Items from a data source
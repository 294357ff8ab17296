//! Tests for permission lookup through the access guard.

use std::sync::Arc;
use std::sync::atomic::{AtomicBool, AtomicUsize, Ordering};
use std::thread;

use strata_foundation::{Error, ErrorKind, FieldId, GroupId, Result};
use strata_model::{
    AccessGuard, Entity, GroupPermissions, GroupSet, ModelContext, PermissionBackend,
    SecurityContext, StaticPermissions,
};
use strata_storage::{
    Cardinality, DataType, EntitySchema, FieldSchema, MemoryStore, SchemaRegistry,
    StaticSchemaProvider,
};

const ROOT: FieldId = FieldId::new(0);
const NICKNAME: FieldId = FieldId::new(1);
const SALARY: FieldId = FieldId::new(2);

const NICKNAME_GROUP: GroupId = GroupId::new(1);
const SALARY_GROUP: GroupId = GroupId::new(2);

fn schema() -> EntitySchema {
    EntitySchema::builder("Person", FieldSchema::semantic(ROOT, "person"))
        .group(
            ROOT,
            NICKNAME_GROUP,
            Cardinality::One,
            FieldSchema::new(NICKNAME, "nickname", DataType::NonLocalizedString),
        )
        .group(
            ROOT,
            SALARY_GROUP,
            Cardinality::One,
            FieldSchema::new(SALARY, "salary", DataType::Number),
        )
        .build()
        .unwrap()
}

fn context(backend: Arc<dyn PermissionBackend>, security: &SecurityContext) -> ModelContext {
    let provider = StaticSchemaProvider::new().with(&schema());
    ModelContext::new(
        Arc::new(SchemaRegistry::new(Arc::new(provider))),
        Arc::new(MemoryStore::new()),
    )
    .with_guard(Arc::new(AccessGuard::new(backend)))
    .with_security(security.clone())
}

/// Counts lookups and hides salaries until opened.
#[derive(Default)]
struct Payroll {
    lookups: AtomicUsize,
    open: AtomicBool,
}

impl PermissionBackend for Payroll {
    fn permitted_groups(&self, _: &SecurityContext, _: &str) -> Result<GroupPermissions> {
        self.lookups.fetch_add(1, Ordering::SeqCst);
        if self.open.load(Ordering::SeqCst) {
            Ok(GroupPermissions::all())
        } else {
            Ok(GroupPermissions::all().deny_read(SALARY_GROUP))
        }
    }
}

struct Offline;

impl PermissionBackend for Offline {
    fn permitted_groups(&self, _: &SecurityContext, _: &str) -> Result<GroupPermissions> {
        Err(Error::store("permission service unreachable"))
    }
}

// =============================================================================
// Permission Sets
// =============================================================================

#[test]
fn group_sets_compose() {
    let everything_but_salary = GroupSet::All.without(SALARY_GROUP);
    assert!(everything_but_salary.contains(NICKNAME_GROUP));
    assert!(!everything_but_salary.contains(SALARY_GROUP));
    assert!(everything_but_salary.with(SALARY_GROUP).contains(SALARY_GROUP));

    let permissions = GroupPermissions::read_only().allow_write(NICKNAME_GROUP);
    assert!(permissions.can_write(NICKNAME_GROUP));
    assert!(!permissions.can_write(SALARY_GROUP));
    assert!(permissions.can_read(SALARY_GROUP));
}

#[test]
fn ungranted_contexts_get_the_fallback() {
    let clerk = SecurityContext::new("clerk");
    let backend = StaticPermissions::new()
        .with_fallback(GroupPermissions::none())
        .grant(&clerk, "Person", GroupPermissions::read_only());

    let guard = AccessGuard::new(Arc::new(backend));
    let granted = guard.permitted(&clerk, "Person").unwrap();
    assert_eq!(*granted, GroupPermissions::read_only());
    let stranger = guard
        .permitted(&SecurityContext::anonymous(), "Person")
        .unwrap();
    assert_eq!(*stranger, GroupPermissions::none());
}

// =============================================================================
// Guard
// =============================================================================

#[test]
fn guard_is_shared_across_threads() {
    let backend = Arc::new(Payroll::default());
    let guard = Arc::new(AccessGuard::new(backend.clone()));
    let clerk = SecurityContext::new("clerk");

    thread::scope(|scope| {
        for _ in 0..8 {
            let guard = Arc::clone(&guard);
            let clerk = clerk.clone();
            scope.spawn(move || {
                let permissions = guard.permitted(&clerk, "Person").unwrap();
                assert!(!permissions.can_read(SALARY_GROUP));
            });
        }
    });

    assert_eq!(guard.memoized(), 1);
    let lookups = backend.lookups.load(Ordering::SeqCst);
    assert!((1..=8).contains(&lookups));
}

#[test]
fn entities_of_one_context_share_the_answer() {
    let backend = Arc::new(Payroll::default());
    let clerk = SecurityContext::new("clerk");
    let ctx = context(backend.clone(), &clerk);

    Entity::create(&ctx, "Person").unwrap();
    Entity::create(&ctx, "Person").unwrap();
    assert_eq!(backend.lookups.load(Ordering::SeqCst), 1);
    assert_eq!(ctx.guard().memoized(), 1);
}

#[test]
fn invalidation_applies_to_entities_opened_afterwards() {
    let backend = Arc::new(Payroll::default());
    let clerk = SecurityContext::new("clerk");
    let ctx = context(backend.clone(), &clerk);

    let mut before = Entity::create(&ctx, "Person").unwrap();
    assert!(before.field("salary").unwrap().is_unavailable());

    backend.open.store(true, Ordering::SeqCst);
    ctx.guard().invalidate_context(&clerk);

    let mut after = Entity::create(&ctx, "Person").unwrap();
    assert!(!after.field("salary").unwrap().is_unavailable());
    after.set("salary", 1200_i64).unwrap();
    assert!(before.field("salary").unwrap().is_unavailable());
}

#[test]
fn backend_failures_surface_when_opening() {
    let clerk = SecurityContext::new("clerk");
    let ctx = context(Arc::new(Offline), &clerk);

    let err = Entity::create(&ctx, "Person").unwrap_err();
    assert!(matches!(err.kind, ErrorKind::Store(_)));
    assert_eq!(ctx.guard().memoized(), 0);
}
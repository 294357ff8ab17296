//! Error types for the Strata system.
//!
//! Uses `thiserror` for ergonomic error definition with rich context.

use std::fmt;

use thiserror::Error;

use crate::ids::{EntityId, GroupId, UnitId};
use crate::value::ValueKind;

/// The main error type for Strata operations.
#[derive(Debug, Error)]
#[error("{kind}")]
pub struct Error {
    /// The kind of error that occurred.
    pub kind: ErrorKind,
    /// Optional context about where the error occurred.
    pub context: Option<ErrorContext>,
}

impl Error {
    /// Creates a new error with the given kind.
    #[must_use]
    pub fn new(kind: ErrorKind) -> Self {
        Self {
            kind,
            context: None,
        }
    }

    /// Adds context to this error.
    #[must_use]
    pub fn with_context(mut self, context: ErrorContext) -> Self {
        self.context = Some(context);
        self
    }

    /// Pushes a frame onto this error's context, creating the context if needed.
    #[must_use]
    pub fn in_frame(mut self, frame: impl Into<String>) -> Self {
        let context = self.context.take().unwrap_or_default();
        self.context = Some(context.with_frame(frame));
        self
    }

    /// Creates an unknown entity type error.
    #[must_use]
    pub fn unknown_entity_type(entity_type: impl Into<String>) -> Self {
        Self::new(ErrorKind::UnknownEntityType(entity_type.into()))
    }

    /// Creates an unknown field error.
    #[must_use]
    pub fn unknown_field(entity_type: impl Into<String>, alias: impl Into<String>) -> Self {
        Self::new(ErrorKind::UnknownField {
            entity_type: entity_type.into(),
            alias: alias.into(),
        })
    }

    /// Creates an unknown group error.
    #[must_use]
    pub fn unknown_group(entity_type: impl Into<String>, group: impl Into<String>) -> Self {
        Self::new(ErrorKind::UnknownGroup {
            entity_type: entity_type.into(),
            group: group.into(),
        })
    }

    /// Creates an invalid schema error.
    #[must_use]
    pub fn schema_invalid(message: impl Into<String>) -> Self {
        Self::new(ErrorKind::SchemaInvalid(message.into()))
    }

    /// Creates a permission denied error.
    #[must_use]
    pub fn permission_denied(group: GroupId, access: Access) -> Self {
        Self::new(ErrorKind::PermissionDenied { group, access })
    }

    /// Creates an invariant violation error.
    #[must_use]
    pub fn invariant(message: impl Into<String>) -> Self {
        Self::new(ErrorKind::InvariantViolation(message.into()))
    }

    /// Creates a relationship resolution error.
    #[must_use]
    pub fn relationship_resolution(target: impl Into<String>, reason: impl Into<String>) -> Self {
        Self::new(ErrorKind::RelationshipResolution {
            target: target.into(),
            reason: reason.into(),
        })
    }

    /// Creates a type mismatch error.
    #[must_use]
    pub fn type_mismatch(datatype: impl Into<String>, actual: ValueKind) -> Self {
        Self::new(ErrorKind::TypeMismatch {
            datatype: datatype.into(),
            actual,
        })
    }

    /// Creates an invalid value error.
    #[must_use]
    pub fn invalid_value(datatype: impl Into<String>, message: impl Into<String>) -> Self {
        Self::new(ErrorKind::InvalidValue {
            datatype: datatype.into(),
            message: message.into(),
        })
    }

    /// Creates an entity not found error.
    #[must_use]
    pub fn entity_not_found(id: EntityId) -> Self {
        Self::new(ErrorKind::EntityNotFound(id))
    }

    /// Creates a unit not found error.
    #[must_use]
    pub fn unit_not_found(id: UnitId) -> Self {
        Self::new(ErrorKind::UnitNotFound(id))
    }

    /// Creates a store backend error.
    #[must_use]
    pub fn store(message: impl Into<String>) -> Self {
        Self::new(ErrorKind::Store(message.into()))
    }

    /// Returns the taxonomy category of this error.
    #[must_use]
    pub fn category(&self) -> ErrorCategory {
        self.kind.category()
    }

    /// Returns true if this is a permission error.
    #[must_use]
    pub fn is_permission_denied(&self) -> bool {
        matches!(self.kind, ErrorKind::PermissionDenied { .. })
    }
}

/// The kind of access an operation needed.
#[derive(Copy, Clone, Debug, PartialEq, Eq, Hash)]
pub enum Access {
    /// Reading a field's value.
    Read,
    /// Writing a changed storage unit.
    Write,
}

impl fmt::Display for Access {
    fn fmt(&self, f: &mut fmt::Formatter<'_>) -> fmt::Result {
        match self {
            Self::Read => f.write_str("read"),
            Self::Write => f.write_str("write"),
        }
    }
}

/// Coarse error taxonomy.
#[derive(Copy, Clone, Debug, PartialEq, Eq, Hash)]
pub enum ErrorCategory {
    /// Unknown entity type, field or group; malformed schema.
    Schema,
    /// The caller's security context does not allow the operation.
    Permission,
    /// An internal consistency rule of the node tree was broken.
    Invariant,
    /// A referenced entity could not be made durable or cross-referenced.
    Relationship,
    /// A value could not be decoded or encoded.
    Codec,
    /// The storage backend failed or could not find a record.
    Store,
    /// Internal error.
    Internal,
}

/// Categorized error kinds for pattern matching.
#[derive(Debug, Error)]
pub enum ErrorKind {
    /// Entity type is not known to the schema provider.
    #[error("unknown entity type: {0}")]
    UnknownEntityType(String),

    /// Field alias is not defined for the entity type.
    #[error("unknown field: {alias} on {entity_type}")]
    UnknownField {
        /// The entity type that was queried.
        entity_type: String,
        /// The alias that was not found.
        alias: String,
    },

    /// Group is not defined for the entity type.
    #[error("unknown group: {group} on {entity_type}")]
    UnknownGroup {
        /// The entity type that was queried.
        entity_type: String,
        /// The group alias or id that was not found.
        group: String,
    },

    /// Schema definition is inconsistent.
    #[error("invalid schema: {0}")]
    SchemaInvalid(String),

    /// Access to a field-group is not permitted.
    #[error("permission denied: {access} access to {group}")]
    PermissionDenied {
        /// The group being accessed.
        group: GroupId,
        /// The access that was refused.
        access: Access,
    },

    /// An invariant of the pseudo-node tree was violated.
    #[error("invariant violation: {0}")]
    InvariantViolation(String),

    /// A related entity could not be made durable or cross-referenced.
    #[error("relationship resolution failed for {target}: {reason}")]
    RelationshipResolution {
        /// Description of the related entity.
        target: String,
        /// Why resolution failed.
        reason: String,
    },

    /// Raw value has the wrong shape for the field's datatype.
    #[error("type mismatch: {datatype} cannot decode {actual}")]
    TypeMismatch {
        /// The datatype tag of the codec.
        datatype: String,
        /// The shape of the offending value.
        actual: ValueKind,
    },

    /// Raw or typed value is malformed for the field's datatype.
    #[error("invalid {datatype} value: {message}")]
    InvalidValue {
        /// The datatype tag of the codec.
        datatype: String,
        /// Description of the problem.
        message: String,
    },

    /// Entity was not found in the store.
    #[error("entity not found: {0}")]
    EntityNotFound(EntityId),

    /// Storage unit was not found in the store.
    #[error("storage unit not found: {0}")]
    UnitNotFound(UnitId),

    /// Storage backend failure.
    #[error("store error: {0}")]
    Store(String),

    /// Internal error (should not happen).
    #[error("internal error: {0}")]
    Internal(String),
}

impl ErrorKind {
    /// Returns the taxonomy category of this kind.
    #[must_use]
    pub fn category(&self) -> ErrorCategory {
        match self {
            Self::UnknownEntityType(_)
            | Self::UnknownField { .. }
            | Self::UnknownGroup { .. }
            | Self::SchemaInvalid(_) => ErrorCategory::Schema,
            Self::PermissionDenied { .. } => ErrorCategory::Permission,
            Self::InvariantViolation(_) => ErrorCategory::Invariant,
            Self::RelationshipResolution { .. } => ErrorCategory::Relationship,
            Self::TypeMismatch { .. } | Self::InvalidValue { .. } => ErrorCategory::Codec,
            Self::EntityNotFound(_) | Self::UnitNotFound(_) | Self::Store(_) => {
                ErrorCategory::Store
            }
            Self::Internal(_) => ErrorCategory::Internal,
        }
    }
}

/// Context about where an error occurred.
#[derive(Debug, Clone, Default)]
pub struct ErrorContext {
    /// Entity type being worked on.
    pub entity_type: Option<String>,
    /// Entity being worked on, if persisted.
    pub entity: Option<EntityId>,
    /// Trail of fields and groups, outermost first.
    pub stack: Vec<String>,
}

impl ErrorContext {
    /// Creates a new empty context.
    #[must_use]
    pub fn new() -> Self {
        Self::default()
    }

    /// Sets the entity type.
    #[must_use]
    pub fn with_entity_type(mut self, entity_type: impl Into<String>) -> Self {
        self.entity_type = Some(entity_type.into());
        self
    }

    /// Sets the entity id.
    #[must_use]
    pub fn with_entity(mut self, entity: EntityId) -> Self {
        self.entity = Some(entity);
        self
    }

    /// Adds a frame. Frames are pushed innermost first as errors unwind.
    #[must_use]
    pub fn with_frame(mut self, frame: impl Into<String>) -> Self {
        self.stack.insert(0, frame.into());
        self
    }
}

impl fmt::Display for ErrorContext {
    fn fmt(&self, f: &mut fmt::Formatter<'_>) -> fmt::Result {
        if let Some(entity_type) = &self.entity_type {
            write!(f, "in {entity_type}")?;
            if let Some(entity) = self.entity {
                write!(f, " ({entity})")?;
            }
        }
        if !self.stack.is_empty() {
            write!(f, " at {}", self.stack.join("."))?;
        }
        Ok(())
    }
}
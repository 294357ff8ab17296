//! Cross-reference resolution for relationships found during a save.

use std::collections::HashSet;

use strata_foundation::{EntityId, Error, Result, Value};
use strata_storage::{CrossReference, EntitySchema, StorageUnit, UnitLink};
use tracing::debug;

use crate::context::ModelContext;
use crate::reconcile::PendingRelationship;
use crate::relation::{RelatedEntity, Relationship};
use crate::unit_ref::UnitRef;

#[derive(Debug, Default)]
pub(crate) struct Resolution {
    pub created: usize,
    pub reused: usize,
}

fn describe(relationship: &Relationship) -> String {
    format!("{:?}", relationship.target())
}

/// Returns the stored id of a relationship's target, saving a live target
/// that was never stored.
fn target_id(ctx: &ModelContext, relationship: &Relationship) -> Result<EntityId> {
    let fail = |reason: String| Error::relationship_resolution(describe(relationship), reason);
    match relationship.target() {
        RelatedEntity::Persisted { id, entity_type } => {
            let stored = ctx
                .store()
                .entity_type(*id)
                .map_err(|err| fail(err.to_string()))?;
            if stored.as_str() != entity_type.as_ref() {
                return Err(fail(format!("stored entity is a {stored}")));
            }
            Ok(*id)
        }
        RelatedEntity::Pending { handle, .. } => {
            if let Some(id) = relationship.target().id() {
                return Ok(id);
            }
            let mut target = handle
                .try_borrow_mut()
                .map_err(|_| fail("entity is in use and cannot be saved".into()))?;
            target.save().map_err(|err| fail(err.to_string()))?;
            target
                .id()
                .ok_or_else(|| fail("entity has no id after saving".into()))
        }
    }
}

/// Gives every pending relationship a cross-reference and writes the
/// cross-reference ids into the units' payloads.
///
/// Units are only patched for relationships that had no cross-reference,
/// and reconciliation has already refused those in read-only groups.
pub(crate) fn resolve(
    ctx: &ModelContext,
    schema: &EntitySchema,
    entity: EntityId,
    pending: &[PendingRelationship],
) -> Result<Resolution> {
    let mut resolution = Resolution::default();
    if pending.is_empty() {
        return Ok(resolution);
    }

    let mut known: Vec<CrossReference> = ctx.store().find_cross_references(entity)?;
    let mut patched: Vec<UnitRef> = Vec::new();
    let mut seen = HashSet::new();

    for rel in pending {
        let from_unit = rel.unit.id().ok_or_else(|| {
            Error::relationship_resolution(
                describe(&rel.relationship),
                "the unit holding it was not stored",
            )
        })?;
        let to_entity = target_id(ctx, &rel.relationship)?;

        let existing = known
            .iter()
            .find(|xref| xref.from_unit == from_unit && xref.to_entity == to_entity);
        let id = match existing {
            Some(xref) => {
                resolution.reused += 1;
                xref.id
            }
            None => {
                let id = ctx.store().create_cross_reference(from_unit, to_entity)?;
                known.push(CrossReference {
                    id,
                    from_unit,
                    to_entity,
                });
                resolution.created += 1;
                id
            }
        };
        rel.relationship.set_cross_reference(id);

        let field = schema.field(rel.field).ok_or_else(|| {
            Error::invariant(format!("{} holds unknown {}", schema.entity_type(), rel.field))
        })?;
        let codec = ctx.codecs().get(&field.datatype)?;
        let raw = rel.unit.value(rel.field).unwrap_or(Value::Nil);
        let updated = codec.patch_slot(&raw, rel.slot, &rel.relationship)?;
        if updated != raw {
            rel.unit.write(rel.field, Some(updated));
            if seen.insert(rel.unit.key()) {
                patched.push(rel.unit.clone());
            }
        }
    }

    if !patched.is_empty() {
        let batch: Vec<StorageUnit> = patched
            .iter()
            .map(|unit| StorageUnit {
                entity: Some(entity),
                parent: unit.parent().and_then(UnitRef::id).map(UnitLink::Persisted),
                ..unit.snapshot()
            })
            .collect();
        let ids = ctx.store().persist_units(&batch)?;
        for (unit, id) in patched.iter().zip(ids) {
            unit.mark_persisted(id, entity);
        }
    }

    debug!(
        %entity,
        created = resolution.created,
        reused = resolution.reused,
        patched = patched.len(),
        "resolved cross-references"
    );
    Ok(resolution)
}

## Required action:
Among the entries, how many lines include the word "GroupId"? Answer with a single number and nothing further.

## Reply:
6